Ad accoltellarla per il suo rifiuto a rimettersi con lui è stato Mario Broccolo, balordo con l’hobby della pittura, già pregiudicato
Ariel Castro, l’uomo di 52 anni che da dieci teneva sequestrate in cantina tre donne, aveva una lettera in casa, magari scritta apposta in caso di arresto, nella quale confessava: “Sono un predatore sessuale che ha bisogno di aiuto”. In genere, un predatore va a caccia, lui invece le donne le sequestrava, le stuprava e le segregava. E’ la figura dell’uomo padrone e violento; la donna, come qualsiasi oggetto, gli appartiene, è una sua proprietà. Poi, questi “padroni” una volta scoperti ed arrestati, hanno sempre la scusa pronta, scritta con molto anticipo, quasi a voler dire che la colpa non è sua, ma della società, di una qualche malattia, di un qualche antenato. Lui ha tolto a quelle povere donne anche l’anima, ma per fortuna non le ha ammazzate.
Nel fenomeno del femminicidio di cui si parla in Italia (vedi l’articolo specifico a pag 9) le donne, appunto, vengono uccise, strangolate, pugnalate a ripetizione, imbrattate di sangue, oggetto della loro furia padronale, dopo che loro hanno osato dire di no, con uno o più basta-non-ne-voglio-più-sapere. Alla base del femminicidio c’è un ragionamento aberrante: o sei mia o di nessuno e per questo ti tolgo dalla faccia della terra, punita per l’affronto.
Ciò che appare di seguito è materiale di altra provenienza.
pub mod audit;
pub mod auth;
pub mod document;
pub mod finance;
pub mod inventory;
pub mod lease;
pub mod payment;
pub mod stall;
pub mod tenant;

#[cfg(test)]
mod tests {
    use serde::{de::DeserializeOwned, Serialize};
    use serde_json::{json, Value};
    use std::fmt::Debug;

    use super::{
        audit::DeletionRecord,
        auth::User,
        finance::{CheckRelease, CheckRequest, Expense},
        inventory::{InventoryAdjustment, InventoryItem, PurchaseOrder},
        lease::LeaseRequest,
        payment::{Collector, Payment},
        stall::Stall,
        tenant::Tenant,
    };
    use crate::db::{Collection, FileStore, Store};

    // Grava em disco, reabre e relê: todo registro volta idêntico
    async fn assert_round_trip<T>(collection: Collection, raw: Vec<Value>) -> Vec<T>
    where
        T: Serialize + DeserializeOwned + PartialEq + Debug,
    {
        let records: Vec<T> = raw
            .into_iter()
            .map(|value| serde_json::from_value(value).unwrap())
            .collect();

        let dir = tempfile::tempdir().unwrap();
        Store::new(FileStore::open(dir.path()).await.unwrap())
            .save(collection, &records)
            .await
            .unwrap();

        let reopened = Store::new(FileStore::open(dir.path()).await.unwrap());
        let loaded: Vec<T> = reopened.load(collection).await.unwrap();
        assert_eq!(loaded, records);
        loaded
    }

    #[tokio::test]
    async fn stalls_survive_storage() {
        let stalls: Vec<Stall> = assert_round_trip(Collection::Stalls, vec![
            json!({
                "id": "ST-001", "type": "Food", "section": "Center", "location": "C1",
                "dimensions": "2x3m", "capacity": 2, "status": "Occupied", "leaseId": "LEASE-2025-AB12",
                "originalOwner": "Ana Cruz", "recentOwner": "Ben Cruz",
                "hasElectricity": true, "electricityType": "Metered", "hasWater": true, "waterType": "Dedicated",
                "hasDrainage": true, "stallStructure": "Non-Fixed",
                "x": 20.5, "y": -15.25, "w": 3, "h": 4,
                "dateAdded": "2025-01-10T08:00:00Z", "lastUpdated": "2025-02-01T09:30:00Z",
            }),
            json!({ "id": "ST-002", "status": "Under Maintenance", "hasVentilation": true }),
        ])
        .await;
        assert!(stalls[0].utilities.has_drainage);
    }

    #[tokio::test]
    async fn lease_requests_keep_documents_and_renewals() {
        let id_photo = json!({
            "fileName": "id.jpg", "fileType": "image/jpeg", "fileSize": 1024,
            "uploadDate": "2025-01-02T10:00:00Z", "content": "data:image/jpeg;base64,/9j/4AAQ",
        });
        let leases: Vec<LeaseRequest> = assert_round_trip(Collection::LeaseRequests, vec![
            json!({
                "id": "LEASE-2025-AB12", "status": "Active", "stallId": "ST-001",
                "tenantInfo": { "name": "Ana Cruz", "business": "Cruz Rice", "contact": "0917", "email": "ana@x.ph", "address": "Tondo" },
                "tenantId": "TEN-2025-042",
                "leaseStart": "2025-01-01", "leaseEnd": "2026-01-01",
                "monthlyRate": 5500.5, "securityDeposit": 10000, "paymentTerms": "Quarterly", "remarks": "Corner stall",
                "documents": {
                    "validId": id_photo,
                    "businessPermit": { "fileName": "permit.pdf", "fileType": "application/pdf", "fileSize": 2048, "content": "data:application/pdf;base64,JVBERi0=" },
                },
                "renewalHistory": [
                    { "date": "2025-06-01T00:00:00Z", "previousEnd": "2025-12-31", "newStart": "2026-01-01", "newEnd": "2026-12-31", "rateChange": 500 },
                    { "date": "2026-06-01T00:00:00Z", "previousEnd": "2026-12-31", "newStart": "2027-01-01", "newEnd": "2027-12-31", "rateChange": -250.25 },
                ],
                "paymentStatus": "Paid", "balance": 0, "createdBy": "Admin",
                "dateCreated": "2024-12-20T08:00:00Z",
                "approvedBy": "Maria Santos", "approvedDate": "2024-12-21T08:00:00Z",
                "renewedAt": "2026-06-01T00:00:00Z",
            }),
            json!({
                "id": "LEASE-2025-CD34", "status": "Rejected", "stallId": "ST-002",
                "rejectionReason": "Incomplete documents", "rejectedBy": "Maria Santos",
                "rejectedDate": "2025-01-05T08:00:00Z",
            }),
        ])
        .await;
        assert_eq!(leases[0].renewal_history.len(), 2);
        assert!(leases[0].documents.business_permit.is_some());
    }

    #[tokio::test]
    async fn tenants_survive_storage() {
        assert_round_trip::<Tenant>(Collection::Tenants, vec![
            json!({
                "id": "TEN-2025-042", "name": "Ana Cruz", "business": "Cruz Rice", "contact": "0917",
                "email": "ana@x.ph", "address": "Tondo", "status": "Overdue", "stallId": "ST-001",
                "leaseId": "LEASE-2025-AB12", "leaseStart": "2025-01-01", "leaseEnd": "2026-01-01",
                "monthlyRate": 5500.5, "paymentTerms": "Monthly",
                "documents": { "validId": { "fileName": "id.jpg", "fileType": "image/jpeg", "content": "data:image/jpeg;base64,/9j/" } },
                "dateRegistered": "2025-01-01T08:00:00Z",
            }),
            json!({ "id": "TEN-2025-007", "name": "Pedro Reyes" }),
        ])
        .await;
    }

    #[tokio::test]
    async fn payments_survive_storage() {
        assert_round_trip::<Payment>(Collection::Payments, vec![
            json!({
                "id": "PAY-1", "receiptNumber": "OR-00012", "receiptType": "OR",
                "tenantId": "TEN-2025-042", "tenantName": "Ana Cruz", "stallId": "ST-001", "stallName": "ST-001 - C1",
                "paymentType": "electricity", "paymentTypeLabel": "Electricity Bill",
                "date": "2025-03-01T10:15:00Z", "amount": 1250.75,
                "breakdown": { "electric": 1000.75, "water": 0, "rent": 0, "rights": 0, "others": 250 },
                "method": "GCash", "collectorId": "C-002", "collectorName": "Maria Santos",
                "status": "completed", "category": "tenant", "isManual": false,
            }),
            json!({
                "id": "PAY-2", "receiptNumber": "MANUAL", "receiptType": "MANUAL", "paymentType": "special_event",
                "amount": 300, "category": "event", "isManual": true,
            }),
        ])
        .await;
    }

    #[tokio::test]
    async fn expenses_keep_history_and_receipt() {
        let expenses: Vec<Expense> = assert_round_trip(Collection::Expenses, vec![
            json!({
                "id": "EXP-1", "expenseDate": "2025-02-14", "expenseCategory": "Utilities",
                "expenseAmount": 15000.25, "expenseDescription": "Meralco bill", "paymentMethod": "Check",
                "chargedTo": "Operations", "supplierId": "SUP-9", "projectCode": "P-1", "priority": "High",
                "currency": "USD", "exchangeRate": 56.5, "dueDate": "2025-03-01",
                "approvalStatus": "Approved", "paymentStatus": "Ready for Payment",
                "currentApprover": "Maria Santos", "autoAssignedApprover": "Maria Santos", "submittedBy": "Clerk",
                "approvalHistory": [
                    { "action": "Submitted", "status": "Pending", "timestamp": "2025-02-14T08:00:00Z", "user": "Clerk", "note": "" },
                    { "action": "Approved", "status": "Approved", "timestamp": "2025-02-15T08:00:00Z", "user": "Maria Santos", "note": "OK" },
                ],
                "approvedBy": "Maria Santos", "checkRequestId": "CHK-3", "checkRequestDate": "2025-02-16",
                "receipt": { "fileName": "bill.png", "fileType": "image/png", "fileSize": 10, "content": "data:image/png;base64,iVBORw0K" },
                "createdAt": "2025-02-14T08:00:00Z",
            }),
            json!({ "id": "EXP-2", "approvalStatus": "Under Review", "rejectionReason": "Missing receipt" }),
        ])
        .await;
        assert_eq!(expenses[0].approval_history.len(), 2);
        assert!(expenses[0].receipt.is_some());
    }

    #[tokio::test]
    async fn check_requests_and_releases_survive_storage() {
        assert_round_trip::<CheckRequest>(Collection::CheckRequests, vec![
            json!({
                "id": "CHK-1", "date": "2025-02-16", "payee": "Meralco", "amount": 15000.25,
                "purpose": "Electric bill", "status": "Released", "expenseId": "EXP-1", "decidedBy": "Maria Santos",
            }),
            json!({ "id": "CHK-2", "status": "Rejected", "rejectionReason": "Duplicate" }),
        ])
        .await;
        assert_round_trip::<CheckRelease>(Collection::CheckReleases, vec![
            json!({
                "id": "REL-1", "requestId": "CHK-1", "releaseDate": "2025-02-20", "checkNo": "000123",
                "payee": "Meralco", "releasedBy": "Juan Dela Cruz", "amount": 15000.25,
            }),
            json!({ "id": "REL-2", "requestId": "CHK-9", "checkNo": "000124" }),
        ])
        .await;
    }

    #[tokio::test]
    async fn inventory_records_survive_storage() {
        assert_round_trip::<InventoryItem>(Collection::Inventory, vec![
            json!({ "id": "ITEM-001", "name": "Rice (25kg)", "qty": 200, "unitPrice": 45.5, "minStock": 50 }),
            json!({ "id": "ITEM-002", "name": "Salt", "qty": 0, "unitPrice": 12, "minStock": 10 }),
        ])
        .await;
        assert_round_trip::<InventoryAdjustment>(Collection::InventoryAdjustments, vec![
            json!({
                "id": "ADJ-1", "itemId": "ITEM-001", "itemName": "Rice (25kg)", "previousQty": 200, "newQty": 195,
                "adjustment": -5, "reason": "Sold", "date": "2025-03-01T08:00:00Z", "type": "subtract", "adjustedBy": "Clerk",
            }),
            json!({ "id": "ADJ-2", "itemId": "ITEM-002", "adjustment": 10, "type": "add" }),
        ])
        .await;
        assert_round_trip::<PurchaseOrder>(Collection::PurchaseOrders, vec![
            json!({
                "id": "PO-0002", "vendor": "Manila Rice Traders", "date": "2025-03-01",
                "items": [
                    { "itemId": "ITEM-001", "name": "Rice (25kg)", "qty": 10, "price": 40.5, "lineTotal": 405 },
                    { "itemId": "ITEM-050", "name": "Vinegar (1L)", "qty": 5, "price": 20, "lineTotal": 100 },
                ],
                "total": 505, "status": "Received",
                "createdAt": "2025-03-01T08:00:00Z", "receivedAt": "2025-03-03T08:00:00Z",
            }),
            json!({ "id": "PO-0001", "vendor": "Salt Co", "status": "Pending" }),
        ])
        .await;
    }

    #[tokio::test]
    async fn collectors_users_and_deletion_log_survive_storage() {
        assert_round_trip::<Collector>(Collection::Collectors, vec![
            json!({ "id": "C-001", "name": "Juan Dela Cruz", "area": "Stall Area A", "collectionType": "special" }),
            json!({ "id": "C-002", "name": "Maria Santos" }),
        ])
        .await;
        assert_round_trip::<User>(Collection::Users, vec![
            json!({
                "id": "3f2a9c0e-4b6d-4e1f-8a7b-5c3d2e1f0a9b", "username": "maria", "email": "maria@palengke.ph",
                "password_hash": "$2b$04$abcdefghijklmnopqrstuv", "first_name": "Maria", "last_name": "Santos",
                "phone": "0917", "role": "market_manager", "department": "Finance", "status": "inactive",
                "is_active": false, "is_staff": true,
                "last_login": "2025-03-01T08:00:00Z", "date_joined": "2025-01-01T08:00:00Z",
            }),
            json!({ "id": "6f1b7c2d-0000-4000-8000-000000000001", "username": "juan" }),
        ])
        .await;
        assert_round_trip::<DeletionRecord>(Collection::DeletionLog, vec![
            json!({
                "id": "DEL-1", "collection": "paymentHistory", "recordId": "PAY-1", "reason": "Wrong tenant",
                "deletedBy": "Admin", "deletedAt": "2025-03-02T08:00:00Z",
                "snapshot": { "id": "PAY-1", "amount": 1250.75, "breakdown": { "rent": 0 } },
            }),
            json!({ "id": "DEL-2", "collection": "stalls", "recordId": "ST-009", "snapshot": null }),
        ])
        .await;
    }
}
// src/models/stall.rs

use chrono::{DateTime, Utc};
use serde::{Deserialize, Serialize};
use utoipa::ToSchema;

use crate::common::lenient;

#[derive(Debug, Clone, Copy, Default, PartialEq, Eq, Serialize, Deserialize, ToSchema)]
pub enum StallStatus {
    #[default]
    Available,
    Occupied,
    Reserved,
    #[serde(rename = "Under Maintenance")]
    UnderMaintenance,
    Inactive,
    /// Qualquer status desconhecido gravado por versões antigas.
    #[serde(other)]
    Unknown,
}

impl StallStatus {
    pub fn label(self) -> &'static str {
        match self {
            StallStatus::Available => "Available",
            StallStatus::Occupied => "Occupied",
            StallStatus::Reserved => "Reserved",
            StallStatus::UnderMaintenance => "Under Maintenance",
            StallStatus::Inactive => "Inactive",
            StallStatus::Unknown => "Unknown",
        }
    }

    /// Estados em que a banca pode receber uma nova locação (a ocupação real vem dos contratos).
    pub fn is_leasable(self) -> bool {
        !matches!(self, StallStatus::Inactive | StallStatus::UnderMaintenance | StallStatus::Unknown)
    }
}

#[derive(Debug, Clone, Copy, Default, PartialEq, Eq, Serialize, Deserialize, ToSchema)]
pub enum ElectricityType {
    Fixed,
    Metered,
    #[default]
    Optional,
    #[serde(rename = "None")]
    NoElectricity,
}

#[derive(Debug, Clone, Copy, Default, PartialEq, Eq, Serialize, Deserialize, ToSchema)]
pub enum WaterType {
    Shared,
    Dedicated,
    #[default]
    #[serde(rename = "None")]
    NoWater,
}

#[derive(Debug, Clone, Copy, Default, PartialEq, Eq, Serialize, Deserialize, ToSchema)]
pub enum StallStructure {
    #[default]
    Fixed,
    #[serde(rename = "Non-Fixed")]
    NonFixed,
}

/// Atributos descritivos; nenhuma regra depende deles.
#[derive(Debug, Clone, Default, PartialEq, Serialize, Deserialize, ToSchema)]
#[serde(rename_all = "camelCase", default)]
pub struct StallUtilities {
    pub has_electricity: bool,
    pub electricity_type: ElectricityType,
    pub has_water: bool,
    pub water_type: WaterType,
    pub has_drainage: bool,
    pub has_ventilation: bool,
    pub stall_structure: StallStructure,
}

impl ElectricityType {
    pub fn label(self) -> &'static str {
        match self {
            ElectricityType::Fixed => "Fixed",
            ElectricityType::Metered => "Metered",
            ElectricityType::Optional => "Optional",
            ElectricityType::NoElectricity => "None",
        }
    }
}

impl WaterType {
    pub fn label(self) -> &'static str {
        match self {
            WaterType::Shared => "Shared",
            WaterType::Dedicated => "Dedicated",
            WaterType::NoWater => "None",
        }
    }
}

impl StallStructure {
    pub fn label(self) -> &'static str {
        match self {
            StallStructure::Fixed => "Fixed",
            StallStructure::NonFixed => "Non-Fixed",
        }
    }
}

impl StallUtilities {
    // `query` já vem em minúsculas
    fn matches(&self, query: &str) -> bool {
        (self.has_electricity && "electricity".contains(query))
            || (self.has_water && "water".contains(query))
            || (self.has_drainage && "drainage".contains(query))
            || (self.has_ventilation && "ventilation".contains(query))
            || [
                self.electricity_type.label(),
                self.water_type.label(),
                self.stall_structure.label(),
            ]
            .iter()
            .any(|label| label.to_lowercase().contains(query))
    }
}

#[derive(Debug, Clone, PartialEq, Serialize, Deserialize, ToSchema)]
#[serde(rename_all = "camelCase")]
pub struct Stall {
    #[schema(example = "ST-010")]
    pub id: String,

    #[serde(rename = "type", default)]
    #[schema(example = "Stall")]
    pub stall_type: String,

    #[serde(default)]
    #[schema(example = "Dry Goods")]
    pub section: String,

    #[serde(default)]
    pub location: String,

    #[serde(default)]
    #[schema(example = "6x6m")]
    pub dimensions: String,

    #[serde(default = "default_capacity")]
    pub capacity: u32,

    #[serde(default)]
    pub status: StallStatus,

    #[serde(default, deserialize_with = "lenient::string")]
    pub lease_id: String,

    #[serde(default, alias = "original_owner")]
    pub original_owner: String,

    #[serde(default, alias = "recent_owner")]
    pub recent_owner: String,

    #[serde(flatten)]
    pub utilities: StallUtilities,

    // Geometria no mapa esquemático do mercado
    #[serde(default)]
    pub x: f64,
    #[serde(default)]
    pub y: f64,
    #[serde(default)]
    pub w: f64,
    #[serde(default)]
    pub h: f64,

    #[serde(default, deserialize_with = "lenient::timestamp")]
    pub date_added: Option<DateTime<Utc>>,

    #[serde(default, deserialize_with = "lenient::timestamp")]
    pub last_updated: Option<DateTime<Utc>>,
}

fn default_capacity() -> u32 {
    1
}

impl Stall {
    /// Busca textual da tela de inventário: campos de texto, status e utilidades.
    pub fn matches(&self, query: &str) -> bool {
        let query = query.trim().to_lowercase();
        if query.is_empty() {
            return true;
        }

        let haystack = [
            self.id.as_str(),
            &self.stall_type,
            &self.section,
            &self.location,
            &self.dimensions,
            self.status.label(),
            &self.lease_id,
            &self.original_owner,
            &self.recent_owner,
        ]
        .join(" ")
        .to_lowercase();

        haystack.contains(&query) || self.utilities.matches(&query)
    }
}

/// Cadastro e edição de banca. Na edição, campos ausentes ficam como estão.
#[derive(Debug, Clone, Default, Deserialize, ToSchema)]
#[serde(rename_all = "camelCase", default)]
pub struct StallPayload {
    /// ID explícito (opcional); sem ele o próximo `ST-NNN` é usado.
    pub id: Option<String>,
    #[serde(rename = "type")]
    pub stall_type: Option<String>,
    pub section: Option<String>,
    pub location: Option<String>,
    pub dimensions: Option<String>,
    pub capacity: Option<u32>,
    pub status: Option<StallStatus>,
    #[serde(alias = "original_owner")]
    pub original_owner: Option<String>,
    #[serde(alias = "recent_owner")]
    pub recent_owner: Option<String>,
    pub has_electricity: Option<bool>,
    pub electricity_type: Option<ElectricityType>,
    pub has_water: Option<bool>,
    pub water_type: Option<WaterType>,
    pub has_drainage: Option<bool>,
    pub has_ventilation: Option<bool>,
    pub stall_structure: Option<StallStructure>,
    pub x: Option<f64>,
    pub y: Option<f64>,
    pub w: Option<f64>,
    pub h: Option<f64>,
}

impl StallPayload {
    pub fn apply_to(self, stall: &mut Stall) {
        fn set<T>(slot: &mut T, value: Option<T>) {
            if let Some(value) = value {
                *slot = value;
            }
        }

        set(&mut stall.stall_type, self.stall_type);
        set(&mut stall.section, self.section);
        set(&mut stall.location, self.location);
        set(&mut stall.dimensions, self.dimensions);
        set(&mut stall.capacity, self.capacity);
        set(&mut stall.status, self.status);
        set(&mut stall.original_owner, self.original_owner);
        set(&mut stall.recent_owner, self.recent_owner);

        let utilities = &mut stall.utilities;
        set(&mut utilities.has_electricity, self.has_electricity);
        set(&mut utilities.electricity_type, self.electricity_type);
        set(&mut utilities.has_water, self.has_water);
        set(&mut utilities.water_type, self.water_type);
        set(&mut utilities.has_drainage, self.has_drainage);
        set(&mut utilities.has_ventilation, self.has_ventilation);
        set(&mut utilities.stall_structure, self.stall_structure);

        set(&mut stall.x, self.x);
        set(&mut stall.y, self.y);
        set(&mut stall.w, self.w);
        set(&mut stall.h, self.h);
    }
}

impl Stall {
    /// Banca nova com os valores padrão do formulário de cadastro.
    pub fn blank(id: impl Into<String>) -> Self {
        Stall {
            id: id.into(),
            stall_type: String::new(),
            section: String::new(),
            location: String::new(),
            dimensions: String::new(),
            capacity: default_capacity(),
            status: StallStatus::Available,
            lease_id: String::new(),
            original_owner: String::new(),
            recent_owner: String::new(),
            utilities: StallUtilities::default(),
            x: 20.0,
            y: 20.0,
            w: 6.0,
            h: 6.0,
            date_added: None,
            last_updated: None,
        }
    }
}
La storia di Alessandra Iacullo, 30 anni, baby sitter, non certo una top model, ma solo una “Cenerentola allegra e robusta”, come diceva di sé lei stessa, è emblematica. Quando è stata scoperta gravemente ferita e piena di sangue, al punto che morirà prima di arrivare in ospedale, dissanguata, Alessandra si trovava in via della Riserva del Pantano, a Dragona, vicino Ostia, con il motorino sul corpo, come se l’assassino le avesse detto: muori schiacciata, oppure, in un gesto di estremo disprezzo, le avesse scagliato addosso un qualcosa che le apparteneva. Magari anche per simulare alla buona un incidente.
Era il due maggio, verso sera. La ricostruzione degli investigatori è stata meticolosa. Alessandra e Mario Broccolo, 50 anni, balordo con l’hobby della pittura, erano stati visti in un bar vicino al luogo del delitto. I due erano stati insieme per qualche tempo, poi lei l’aveva lasciato. Ecco la testimonianza dei parenti di lei: “Sapevamo che era un tipo pericoloso, avevamo paura per Alessandra. Anche lei lo sapeva e per questo l’aveva lasciato”.
Nei giorni precedenti, lui si era rifatto vivo tramite sms, lei non ne voleva sapere, ma alla fine accettò di dargli un appuntamento in un bar di quella strada. Al bar discussero, all’inizio con calma, poi alla fine vivacemente. Lei dovette rifiutare di rimettersi insieme a lui e glielo dovette dire sicuramente con calma ma con fermezza, il che lo fece sicuramente imbestialire. Uscirono dal bar e s’incamminarono lungo la strada. Si vede che Mario Broccolo di fronte ai dinieghi ripetuti di lei giurò di fargliela pagare e alle minacce seguirono le coltellate. La povera Alessandra sicuramente cercò di divincolarsi urlando, ma nessuno si trovava nei paraggi in quei momenti e lei finì per soccombere, anche perché la lama le era penetrata nel collo e sul volto e le aveva reciso la carotide.
L’uomo fuggì buttando nel canale l’astuccio del coltello e sicuramente anche il coltello stesso. Dopo, verso le 22, qualcuno la vide, allertò il 118 ma la donna arrivò all’ospedale già morta per dissanguamento.
Il giorno della fiaccolata, Mario Broccolo non si fece vedere, disse che non l’aveva saputo, ma gl’inquirenti stavano già arrivando a lui tramite il telefonino della donna, ancora nella sua borsetta. Poi, venerdì scorso la confessione.
E’ venuto fuori che Mario Broccolo nel 1991 era già stato condannato a 18 anni di galera per un altro delitto e prima ancora era stato indagato per omicidio colposo.
Abbiamo detto che i familiari di Alessandra l’avevano messa in guardia dal tipo con cui aveva a che fare. Se nella legislazione verrà introdotta la possibilità di denuncia anche da parte di familiari e conoscenti, ebbene, se questa norma fosse stata già introdotta, probabilmente Alessandra sarebbe ora ancora in vita. Auguriamoci che la legge possa essere fra non molto cambiata e dare anche ai familiari e amici la possibilità di denunciare chi perseguita l’ex partner senza che magari quest’ultimo abbia la forza di rivolgersi alle forze dell’ordine o alla magistratura.